Memasuki era informasi yang sangat terbuka, tantangan sosial yang dihadapi masyarakat semakin beragam, terutama yang berkaitan dengan dampak psikologis dari penggunaan teknologi yang berlebihan. Salah satu organisasi yang bergerak aktif di garda terdepan untuk mengatasi masalah ini adalah PEFK. Mereka telah meluncurkan berbagai inisiatif strategis untuk melindungi lapisan masyarakat yang paling rentan terhadap pengaruh buruk dari aktivitas digital yang tidak sehat. Melalui ajakan untuk jadi sukarelawan, PEFK mengundang individu-individu yang berdedikasi untuk bergabung dalam sebuah gerakan besar yang bertujuan memberikan edukasi dan rehabilitasi mental bagi warga yang terdampak secara langsung oleh fenomena perjudian daring.
Fokus utama dari program kerja PEFK tahun 2026 ini adalah pada aspek pencegahan dini di tingkat keluarga dan komunitas pendidikan.
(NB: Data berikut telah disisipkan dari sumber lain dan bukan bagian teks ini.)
//! OpenGL resources and drawing.
//!
//! Everything here is generic over [`crate::device::GlDevice`]; GL objects are
//! owned by wrapper types that release them on drop.

mod color;
mod geometry;
mod scene;
mod shader;

pub use crate::device::ShaderStage;
pub use color::Color;
pub use geometry::{Mesh, MeshData, Position, POSITION_ATTRIB, TRIFORCE_INDICES, TRIFORCE_VERTICES};
pub use scene::{Scene, BACKGROUND};
pub use shader::{
    truncate_info_log, Program, ProgramReport, ShaderError, ShaderFailurePolicy, ShaderSources,
    StageReport, INFO_LOG_LIMIT,
};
Banyak kasus menunjukkan bahwa kerusakan struktur ekonomi keluarga sering kali bermula dari kurangnya literasi digital saat mengakses platform hiburan. Fenomena ketergantungan pada togel online telah menciptakan beban mental yang berat bagi banyak individu, yang jika tidak ditangani dengan benar, dapat memicu masalah sosial yang lebih luas. Oleh karena itu, para sukarelawan akan dilatih untuk menjadi konselor sebaya yang mampu memberikan dukungan moral dan informasi mengenai cara mengidentifikasi tanda-tanda awal adiksi digital pada orang-orang di sekitar mereka.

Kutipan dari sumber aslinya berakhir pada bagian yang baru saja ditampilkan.